4.18.2011
Bits: 04.18.11
Mustapha Benfodil, Maportaliche/It Has No Importance, 2011
• An installation by Algerian artist Mustapha Benfodil -- which shows a series of headless mannequin soccer players wearing t-shirts emblazoned with Arabic phrases some found blasphemous -- has been removed from the UAE's Sharjah Biennial for its political content, and the biennial's director, Jack Persekian, has been fired. The work "borrows the voice of rape victims at the hands of religious extremists in Algeria, who were using religious texts to justify their crimes," according to text accompanying a petition protesting the actions against Persekian and the installation.
• Andre Serrano's controversial 1987 photo Piss Christ, on view at the Collection Lambert in Avignon, France, was reportedly "destroyed" yesterday. "According to the France Info website radical Catholic activists, who successfully infiltrated the Avignon gallery, attacked the photograph using a hammer, a pickaxe and paint bombs, damaging it beyond repair."

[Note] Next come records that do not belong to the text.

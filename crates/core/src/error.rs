//! Domain error model.

use thiserror::Error;

use crate::quantity::Quantity;

/// Result type used across the domain layer.
pub type DomainResult<T> = Result<T, DomainError>;

/// Domain-level error.
///
/// Every variant is detected before any write happens. Post-completion
/// reconciliation problems are warnings, not errors, and never show up here.
#[derive(Debug, Error, Clone, PartialEq, Eq)]
pub enum DomainError {
    #[error("invalid quantity: {0}")]
    InvalidQuantity(String),

    #[error("invalid order reference '{0}' (expected PED-YYYY-NNNN)")]
    InvalidReference(String),

    #[error("insufficient stock: {available} available, {requested} requested")]
    InsufficientStock {
        available: Quantity,
        requested: Quantity,
    },

    #[error("invalid {entity} transition: {from} -> {to}")]
    InvalidTransition {
        entity: &'static str,
        from: String,
        to: String,
    },

    #[error("forbidden: {0}")]
    Forbidden(String),

    #[error("invalid date: {0}")]
    InvalidDate(String),

    #[error("invalid driver document")]
    InvalidDocument,

    #[error("invalid vehicle plate '{0}'")]
    InvalidPlate(String),

    #[error("a non-blank reason is required to {0}")]
    MissingReason(&'static str),

    #[error("missing evidence: {}", .missing.join(", "))]
    MissingEvidence { missing: Vec<String> },

    #[error("unsupported file format '{0}'")]
    UnsupportedFormat(String),

    #[error("missing required field '{0}'")]
    MissingField(&'static str),

    #[error("capacity exceeded: {requested} requested, {remaining} remaining")]
    CapacityExceeded {
        requested: Quantity,
        remaining: Quantity,
    },

    #[error("invalid identifier: {0}")]
    InvalidId(String),

    #[error("not found")]
    NotFound,

    /// Stale revision / lost optimistic-concurrency race.
    #[error("conflict: {0}")]
    Conflict(String),
}

/// Coarse classification used by callers to decide how to react.
#[derive(Debug, Copy, Clone, PartialEq, Eq)]
pub enum ErrorKind {
    /// Bad input shape or range. The caller corrects and retries.
    Validation,
    /// The actor lacks the required role.
    Permission,
    /// The state graph does not allow the move.
    Transition,
    /// Retryable once the precondition is met (evidence, stock).
    Precondition,
    /// The allocation would overrun the release.
    Capacity,
    NotFound,
    Conflict,
}

impl DomainError {
    pub fn invalid_quantity(msg: impl Into<String>) -> Self {
        Self::InvalidQuantity(msg.into())
    }

    pub fn forbidden(msg: impl Into<String>) -> Self {
        Self::Forbidden(msg.into())
    }

    pub fn invalid_date(msg: impl Into<String>) -> Self {
        Self::InvalidDate(msg.into())
    }

    pub fn conflict(msg: impl Into<String>) -> Self {
        Self::Conflict(msg.into())
    }

    pub fn not_found() -> Self {
        Self::NotFound
    }

    pub fn transition(entity: &'static str, from: impl ToString, to: impl ToString) -> Self {
        Self::InvalidTransition {
            entity,
            from: from.to_string(),
            to: to.to_string(),
        }
    }

    pub fn kind(&self) -> ErrorKind {
        match self {
            DomainError::InvalidQuantity(_)
            | DomainError::InvalidReference(_)
            | DomainError::InvalidDate(_)
            | DomainError::InvalidDocument
            | DomainError::InvalidPlate(_)
            | DomainError::MissingReason(_)
            | DomainError::UnsupportedFormat(_)
            | DomainError::MissingField(_)
            | DomainError::InvalidId(_) => ErrorKind::Validation,
            DomainError::Forbidden(_) => ErrorKind::Permission,
            DomainError::InvalidTransition { .. } => ErrorKind::Transition,
            DomainError::MissingEvidence { .. } | DomainError::InsufficientStock { .. } => {
                ErrorKind::Precondition
            }
            DomainError::CapacityExceeded { .. } => ErrorKind::Capacity,
            DomainError::NotFound => ErrorKind::NotFound,
            DomainError::Conflict(_) => ErrorKind::Conflict,
        }
    }
}

#[cfg(test)]
mod tests {
    use super::*;

    #[test]
    fn missing_evidence_is_a_precondition_failure() {
        let err = DomainError::MissingEvidence {
            missing: vec!["invoice".to_string()],
        };
        assert_eq!(err.kind(), ErrorKind::Precondition);
        assert_eq!(err.to_string(), "missing evidence: invoice");
    }

    #[test]
    fn transition_helper_formats_states() {
        let err = DomainError::transition("loading", "completed", "in_progress");
        assert_eq!(err.kind(), ErrorKind::Transition);
        assert_eq!(err.to_string(), "invalid loading transition: completed -> in_progress");
    }
}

• Animal NY reminds us, via a Sister Wendy analysis of Piss Christ, that the work is anything but anti-Catholic (even if she thinks it's a "hamfisted attempt to preach about the need to reverence the crucifix"). "I thought he was saying... that this is what we're doing to Christ. We're not treating him with reverence... We live very vulgar lives... It was a very admonitory work."
• ArtLyst: "The reported 10 billion dollar market for Chinese art is in danger of crashing after auction houses around the world clamp down on non-payers. The practice is rife and the trust or gentleman's agreement which has been practiced by auction houses in the western hemisphere for generations is about to be reevaluated."
• Access to the journal Public Art Dialogue is free throughout 2011. (Thanks, Taylor.)
• C-Monster looks at El Celso's contribution to Cadillac Ranch.
• Langston Hughes, the gay, black, pro-union poet provided -- at least temporarily -- a campaign slogan for anti-gay Republican presidential wannabe Rick Santorum late last week. Santorum, despite having his name up top at his exploratory committee's website, says he had "nothing to do with" the use of the phrase "Fighting to make America America again," which is a variant of a line in Hughes' poem.